Task directions: Search the records for the string "deleted" and report how many lines contain it, with nothing else.

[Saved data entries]
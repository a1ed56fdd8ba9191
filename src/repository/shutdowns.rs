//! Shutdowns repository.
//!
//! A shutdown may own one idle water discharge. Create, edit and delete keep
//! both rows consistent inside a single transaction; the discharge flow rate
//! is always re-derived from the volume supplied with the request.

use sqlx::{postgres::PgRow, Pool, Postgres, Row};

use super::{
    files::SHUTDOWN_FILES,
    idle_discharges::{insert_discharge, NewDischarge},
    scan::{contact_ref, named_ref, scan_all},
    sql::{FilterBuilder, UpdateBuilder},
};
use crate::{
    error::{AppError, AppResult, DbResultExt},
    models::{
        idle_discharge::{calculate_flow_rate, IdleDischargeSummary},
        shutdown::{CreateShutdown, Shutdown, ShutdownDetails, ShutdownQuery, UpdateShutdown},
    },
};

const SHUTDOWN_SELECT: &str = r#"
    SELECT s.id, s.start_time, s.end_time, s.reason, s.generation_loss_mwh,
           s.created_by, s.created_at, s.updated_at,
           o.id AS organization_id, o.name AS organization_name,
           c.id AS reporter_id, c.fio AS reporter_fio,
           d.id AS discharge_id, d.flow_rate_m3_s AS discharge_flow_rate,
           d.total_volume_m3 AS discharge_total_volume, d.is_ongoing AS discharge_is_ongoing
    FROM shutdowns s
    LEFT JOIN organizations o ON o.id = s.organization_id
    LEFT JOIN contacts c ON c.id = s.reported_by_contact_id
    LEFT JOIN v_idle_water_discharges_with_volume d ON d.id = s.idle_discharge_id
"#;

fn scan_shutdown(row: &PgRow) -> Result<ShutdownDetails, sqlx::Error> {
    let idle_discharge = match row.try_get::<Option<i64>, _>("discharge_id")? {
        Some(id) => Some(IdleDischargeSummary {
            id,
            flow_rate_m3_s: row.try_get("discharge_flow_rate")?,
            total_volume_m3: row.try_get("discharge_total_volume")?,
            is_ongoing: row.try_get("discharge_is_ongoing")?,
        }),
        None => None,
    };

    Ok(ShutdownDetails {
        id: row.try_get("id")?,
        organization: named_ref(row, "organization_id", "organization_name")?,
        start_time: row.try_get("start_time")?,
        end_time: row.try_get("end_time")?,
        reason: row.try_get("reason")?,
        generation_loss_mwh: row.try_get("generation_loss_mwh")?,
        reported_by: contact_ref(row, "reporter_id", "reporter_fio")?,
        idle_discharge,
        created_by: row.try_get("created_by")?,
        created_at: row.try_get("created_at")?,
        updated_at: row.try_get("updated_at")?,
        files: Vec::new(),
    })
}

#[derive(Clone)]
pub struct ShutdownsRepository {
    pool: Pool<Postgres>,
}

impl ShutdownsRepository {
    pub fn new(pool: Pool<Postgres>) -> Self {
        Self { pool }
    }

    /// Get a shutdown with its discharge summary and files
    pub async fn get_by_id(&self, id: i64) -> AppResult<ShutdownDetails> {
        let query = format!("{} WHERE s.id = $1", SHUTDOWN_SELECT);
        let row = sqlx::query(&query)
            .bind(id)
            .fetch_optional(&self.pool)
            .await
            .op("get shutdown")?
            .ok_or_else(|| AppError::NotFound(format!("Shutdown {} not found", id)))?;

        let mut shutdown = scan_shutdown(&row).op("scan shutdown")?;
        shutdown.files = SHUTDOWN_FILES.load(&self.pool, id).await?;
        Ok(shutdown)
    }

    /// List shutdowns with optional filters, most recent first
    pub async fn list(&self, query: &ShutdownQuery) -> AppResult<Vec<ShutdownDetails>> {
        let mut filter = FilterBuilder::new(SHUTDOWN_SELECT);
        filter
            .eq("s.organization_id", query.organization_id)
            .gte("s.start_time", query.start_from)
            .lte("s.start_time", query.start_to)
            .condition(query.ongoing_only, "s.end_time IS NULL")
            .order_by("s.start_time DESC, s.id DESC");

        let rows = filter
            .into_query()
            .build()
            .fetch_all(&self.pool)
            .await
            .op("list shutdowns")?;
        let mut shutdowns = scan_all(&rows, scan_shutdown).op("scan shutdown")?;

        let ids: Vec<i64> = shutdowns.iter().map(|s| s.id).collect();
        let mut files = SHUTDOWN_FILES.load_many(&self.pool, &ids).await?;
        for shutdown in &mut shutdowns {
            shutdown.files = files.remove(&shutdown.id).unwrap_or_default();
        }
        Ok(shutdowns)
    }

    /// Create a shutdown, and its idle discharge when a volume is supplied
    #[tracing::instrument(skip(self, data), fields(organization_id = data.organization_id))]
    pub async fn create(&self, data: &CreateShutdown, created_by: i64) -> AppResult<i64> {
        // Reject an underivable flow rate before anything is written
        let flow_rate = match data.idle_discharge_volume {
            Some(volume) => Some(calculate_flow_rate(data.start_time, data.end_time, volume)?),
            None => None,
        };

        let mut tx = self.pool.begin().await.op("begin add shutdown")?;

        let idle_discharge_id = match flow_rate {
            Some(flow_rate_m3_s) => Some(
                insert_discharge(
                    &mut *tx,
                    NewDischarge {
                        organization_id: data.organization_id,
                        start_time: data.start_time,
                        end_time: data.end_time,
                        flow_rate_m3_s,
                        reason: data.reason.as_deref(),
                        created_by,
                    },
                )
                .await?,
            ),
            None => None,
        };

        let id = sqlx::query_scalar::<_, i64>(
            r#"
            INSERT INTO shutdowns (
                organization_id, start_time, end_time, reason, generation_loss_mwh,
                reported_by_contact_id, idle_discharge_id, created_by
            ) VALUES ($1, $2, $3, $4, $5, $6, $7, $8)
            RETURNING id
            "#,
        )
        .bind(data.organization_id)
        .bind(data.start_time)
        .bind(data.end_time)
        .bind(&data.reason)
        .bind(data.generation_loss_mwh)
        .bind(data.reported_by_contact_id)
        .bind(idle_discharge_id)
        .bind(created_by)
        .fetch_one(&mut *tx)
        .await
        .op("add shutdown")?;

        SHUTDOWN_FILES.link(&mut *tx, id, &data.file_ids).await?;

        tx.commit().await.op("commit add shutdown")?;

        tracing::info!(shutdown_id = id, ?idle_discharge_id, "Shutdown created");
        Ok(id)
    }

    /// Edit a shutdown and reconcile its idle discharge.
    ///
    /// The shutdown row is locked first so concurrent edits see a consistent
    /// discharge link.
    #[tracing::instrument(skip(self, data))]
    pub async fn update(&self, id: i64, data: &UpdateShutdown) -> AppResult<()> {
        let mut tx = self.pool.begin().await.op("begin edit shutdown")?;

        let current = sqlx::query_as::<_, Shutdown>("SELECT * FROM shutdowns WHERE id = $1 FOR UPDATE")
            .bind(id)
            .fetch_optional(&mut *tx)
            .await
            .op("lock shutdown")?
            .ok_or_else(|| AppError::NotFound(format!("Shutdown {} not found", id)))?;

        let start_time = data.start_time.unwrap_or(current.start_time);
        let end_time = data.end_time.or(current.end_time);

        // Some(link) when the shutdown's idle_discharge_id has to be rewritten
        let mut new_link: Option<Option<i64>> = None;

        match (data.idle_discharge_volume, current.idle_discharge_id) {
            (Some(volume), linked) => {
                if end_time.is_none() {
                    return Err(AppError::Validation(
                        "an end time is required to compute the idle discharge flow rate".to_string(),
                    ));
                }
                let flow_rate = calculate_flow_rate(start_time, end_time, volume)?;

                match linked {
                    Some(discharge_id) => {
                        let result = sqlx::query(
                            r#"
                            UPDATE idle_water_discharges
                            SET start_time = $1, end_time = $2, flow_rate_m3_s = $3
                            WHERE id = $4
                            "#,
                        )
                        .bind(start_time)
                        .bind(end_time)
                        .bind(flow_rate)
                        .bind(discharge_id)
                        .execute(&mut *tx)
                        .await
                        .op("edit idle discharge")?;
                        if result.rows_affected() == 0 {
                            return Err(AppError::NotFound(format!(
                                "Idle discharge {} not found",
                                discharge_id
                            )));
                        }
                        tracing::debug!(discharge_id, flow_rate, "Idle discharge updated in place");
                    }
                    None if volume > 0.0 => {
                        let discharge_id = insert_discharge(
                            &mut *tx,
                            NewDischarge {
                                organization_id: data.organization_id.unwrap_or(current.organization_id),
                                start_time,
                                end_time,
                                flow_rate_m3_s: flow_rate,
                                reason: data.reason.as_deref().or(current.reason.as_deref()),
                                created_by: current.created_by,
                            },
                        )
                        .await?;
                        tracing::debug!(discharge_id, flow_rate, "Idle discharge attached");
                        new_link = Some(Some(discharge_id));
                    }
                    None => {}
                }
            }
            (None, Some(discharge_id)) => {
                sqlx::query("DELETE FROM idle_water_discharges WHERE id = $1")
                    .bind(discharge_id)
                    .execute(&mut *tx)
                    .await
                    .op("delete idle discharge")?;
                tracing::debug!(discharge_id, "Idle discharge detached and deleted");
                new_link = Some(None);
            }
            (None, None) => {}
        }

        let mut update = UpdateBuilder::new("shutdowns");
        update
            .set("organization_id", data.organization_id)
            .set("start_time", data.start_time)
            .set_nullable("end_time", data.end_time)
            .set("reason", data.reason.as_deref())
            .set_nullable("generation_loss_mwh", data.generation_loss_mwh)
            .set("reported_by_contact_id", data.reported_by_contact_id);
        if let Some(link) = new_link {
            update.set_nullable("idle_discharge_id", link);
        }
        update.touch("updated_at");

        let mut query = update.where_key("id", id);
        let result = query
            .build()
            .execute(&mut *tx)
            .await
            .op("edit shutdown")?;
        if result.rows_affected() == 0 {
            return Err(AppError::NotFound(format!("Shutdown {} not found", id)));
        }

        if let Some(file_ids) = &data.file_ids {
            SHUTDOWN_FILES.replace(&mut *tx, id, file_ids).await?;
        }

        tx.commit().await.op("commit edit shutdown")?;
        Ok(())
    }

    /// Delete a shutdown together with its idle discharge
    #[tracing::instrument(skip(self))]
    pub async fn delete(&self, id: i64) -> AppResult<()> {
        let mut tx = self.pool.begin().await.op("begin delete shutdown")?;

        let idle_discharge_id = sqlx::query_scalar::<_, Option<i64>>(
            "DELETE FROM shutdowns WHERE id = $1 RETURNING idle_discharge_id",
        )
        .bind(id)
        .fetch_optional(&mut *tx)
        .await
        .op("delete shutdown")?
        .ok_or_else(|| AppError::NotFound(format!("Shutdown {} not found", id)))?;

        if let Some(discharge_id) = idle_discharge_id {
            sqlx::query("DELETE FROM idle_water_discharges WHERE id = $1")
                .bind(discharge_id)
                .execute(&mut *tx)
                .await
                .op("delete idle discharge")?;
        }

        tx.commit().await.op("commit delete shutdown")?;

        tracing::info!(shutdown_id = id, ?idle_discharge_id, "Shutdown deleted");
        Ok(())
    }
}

Your response: 2